At CES, Lenovo is announcing a further extension of the Think brand with the new Lenovo ThinkPhone – or more precisely, the Lenovo ThinkPhone by Motorola. Of course, Lenovo is taking advantage of the fact that it owns Motorola Mobility, making the ThinkPhone as much a Lenovo as a Motorola phone.
For its first smartphone outing, Lenovo is opting for a high-end platform in the form of the Snapdragon 8+ Gen 1 — though in doing so, it’s picking up a chip from last year. This CPU is accompanied by UFS 3.1 memory up to 512 GB, 128 and 256 GB are also available. There are also RAM options, as there will also be an 8GB and 12GB version.
All of this sits inside a rugged IP68 frame made from aircraft-grade aluminum and an Aramid polymer back with a carbon fiber look – along with the ThinkPhone logo, this gives the Motorola ThinkPhone a look similar to Lenovo’s ThinkPad line. The same goes for the red button on the left side – which looks like a ThinkPad TrackPoint, although here, this red button simply functions as a customizable key. The frame also features the 6.6-inch pOLED display with FHD+ resolution. This is one aspect where the ThinkPhone seems to lack the competition; Lenovo also doesn’t mention whether the display supports a refresh rate higher than 60Hz.
As for the battery, ThinkPhone has a capacity of 5000 mAh. It also comes with a 68W TurboPower charger, which Lenovo says can charge even a typical ThinkPad laptop like the new X1 Carbon G11. When it comes to cameras, the ThinkPhone from Motorola has three: a 50 MP main camera, a 13 MP ultra-wide camera and a 32 MP front camera. The main camera has optical image stabilization, but no optical zoom.

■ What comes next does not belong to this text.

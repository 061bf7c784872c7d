mod rig_error;
mod validation_error;

pub use rig_error::*;
pub use validation_error::*;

A bit disappointing for a Think device: There’s no microSD port and no 3.5mm audio. Also, the single USB C port only supports “USB 3.1”. At least the ThinkPhone supports WiFi 6E.
Motorola’s ThinkPhone will ship with Android 13 and be equipped with a suite of enterprise and productivity features. Lenovo hasn’t given us a concrete release date for Motorola’s ThinkPhone. What was announced was that the Lenovo ThinkPhone will be released in the US, Europe, Latin America, the Middle East, Australia and select Asian countries, including China, in the coming months. Local pricing hasn’t been announced yet either.